This gorgeous soup is packed with healthy beans, spinach, onions, fresh herbs and delicately spiced with earthy turmeric. The Greek yogurt (in Persian cuisine, they use a creamy whey) really brings all the flavours together and adds a layer textural contrast.
The quantities provided above are averages only.
Produced in a facility that processes milk, sesame, eggs, fish, shellfish, crustaceans, mustard, tree nuts, peanuts, wheat, soybean and sulphites.
56 g
Onion, chopped
10 g
Thyme
10 g
Garlic
1 unit
Lemon
10 g
Parsley
1 can
Mixed Beans
½ tsp
Turmeric
1 unit
Vegetable Broth Concentrate
2 unit
Pita Bread
(Contains Wheat)
100 g
Greek Yogurt
(Contains Milk)
113 g
Baby Spinach
Oil*
Preheat your broiler to high (to broil the pita).

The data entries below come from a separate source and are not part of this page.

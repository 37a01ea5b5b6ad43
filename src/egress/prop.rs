//! Remote prop controller
//!
//! The prop (a theatrical polygraph) exposes one HTTP endpoint per control
//! signal. Calls are best effort: the caller logs failures and moves on.

use crate::error::EgressError;
use std::fmt;
use std::str::FromStr;
use std::time::Duration;
use tracing::info;

/// Control signals understood by the prop controller
#[derive(Debug, Clone, Copy, PartialEq, Eq)]
pub enum Signal {
    Calibrate,
    Interrogate,
    Reset,
}

impl Signal {
    /// Every signal, in route order
    pub const ALL: [Signal; 3] = [Signal::Calibrate, Signal::Interrogate, Signal::Reset];

    /// Signal name as used in paths and OSC addresses
    pub fn as_str(&self) -> &'static str {
        match self {
            Signal::Calibrate => "calibrate",
            Signal::Interrogate => "interrogate",
            Signal::Reset => "reset",
        }
    }

    /// Path form, e.g. `/calibrate`
    pub fn path(&self) -> String {
        format!("/{}", self.as_str())
    }
}

impl fmt::Display for Signal {
    fn fmt(&self, f: &mut fmt::Formatter<'_>) -> fmt::Result {
        f.write_str(self.as_str())
    }
}

impl FromStr for Signal {
    type Err = String;

    /// Accepts `calibrate` or `/calibrate`
    fn from_str(s: &str) -> Result<Self, Self::Err> {
        match s.trim_start_matches('/') {
            "calibrate" => Ok(Signal::Calibrate),
            "interrogate" => Ok(Signal::Interrogate),
            "reset" => Ok(Signal::Reset),
            other => Err(format!("unknown prop signal '{}'", other)),
        }
    }
}

/// HTTP client for the prop controller
#[derive(Debug, Clone)]
pub struct PropController {
    client: reqwest::Client,
    base_url: String,
}

impl PropController {
    /// Create a controller client for `base_url` (e.g. `http://10.0.1.3/arduino`)
    pub fn new(base_url: impl Into<String>, timeout: Duration) -> Result<Self, EgressError> {
        let client = reqwest::Client::builder().timeout(timeout).build()?;
        Ok(Self {
            client,
            base_url: base_url.into().trim_end_matches('/').to_string(),
        })
    }

    /// URL a signal is forwarded to
    pub fn url_for(&self, signal: Signal) -> String {
        format!("{}/{}", self.base_url, urlencoding::encode(signal.as_str()))
    }

    /// Forward a signal to the prop
    pub async fn forward(&self, signal: Signal) -> Result<(), EgressError> {
        let url = self.url_for(signal);
        info!(%signal, %url, "polygraph instruction");

        let response = self.client.get(&url).send().await?;
        if !response.status().is_success() {
            return Err(EgressError::Status(response.status()));
        }
        Ok(())
    }
}

#[cfg(test)]
mod tests {
    use super::*;

    #[test]
    fn test_signal_parse() {
        assert_eq!("calibrate".parse::<Signal>(), Ok(Signal::Calibrate));
        assert_eq!("/interrogate".parse::<Signal>(), Ok(Signal::Interrogate));
        assert_eq!("/reset".parse::<Signal>(), Ok(Signal::Reset));
        assert!("/detonate".parse::<Signal>().is_err());
    }

    #[test]
    fn test_signal_path() {
        for signal in Signal::ALL {
            assert_eq!(signal.path().parse::<Signal>(), Ok(signal));
        }
    }

    #[test]
    fn test_url_for() {
        let prop = PropController::new("http://10.0.1.3/arduino/", Duration::from_secs(1)).unwrap();
        assert_eq!(prop.url_for(Signal::Calibrate), "http://10.0.1.3/arduino/calibrate");
    }

    #[tokio::test]
    async fn test_forward_unreachable_is_error() {
        // Port 9 on loopback has nothing listening
        let prop =
            PropController::new("http://127.0.0.1:9/arduino", Duration::from_millis(500)).unwrap();
        assert!(prop.forward(Signal::Reset).await.is_err());
    }
}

Wash and dry all produce.* Heat a large pot over medium heat. Add a drizzle of oil, then the onions and half the thyme sprigs (no need to chop or strip the stems. If the thyme sprigs are flexible enough, you can also use one to tie the other sprigs together like a little bundle). Cook, stirring occasionally, until the onions are golden-brown, 7-8 min.
Meanwhile, mince or grate the garlic. Zest, then juice the lemon. Finely chop the parsley. In a small bowl, stir together the yogurt, lemon zest, 1 tbsp lemon juice and 1 tbsp parsley. Season with salt and pepper.
Add the entire box of beans and liquid, garlic and a generous pinch of turmeric to the pot. Cook, stirring, until warmed through 3-4 min. Add the broth concentrate and 3 cups water. Bring to a boil, then reduce heat to medium-low. Simmer until the soup is slightly thickened, 15-18 min. (It will look more like a soup-y stew.)
Meanwhile, in a small bowl, mix together 1 tbsp parsley and a drizzle of oil. Arrange the pitas on a baking sheet. Toast in the centre of the oven until golden, 1-2 min. Flip over the pitas and brush with the parsley oil. Season with salt and pepper. Return to the oven. Broil until golden, 1-2 min per side. (TIP: Keep your eye on them so they don’t burn!)
When the soup is finished simmering, remove the thyme stems. Add the spinach and remaining parsley, then stir until the spinach wilts, 1-2 min.
Divide the ash-e reshteh between bowls. Dollop with lemon yogurt. Cut the pitas into wedges and serve with the soup.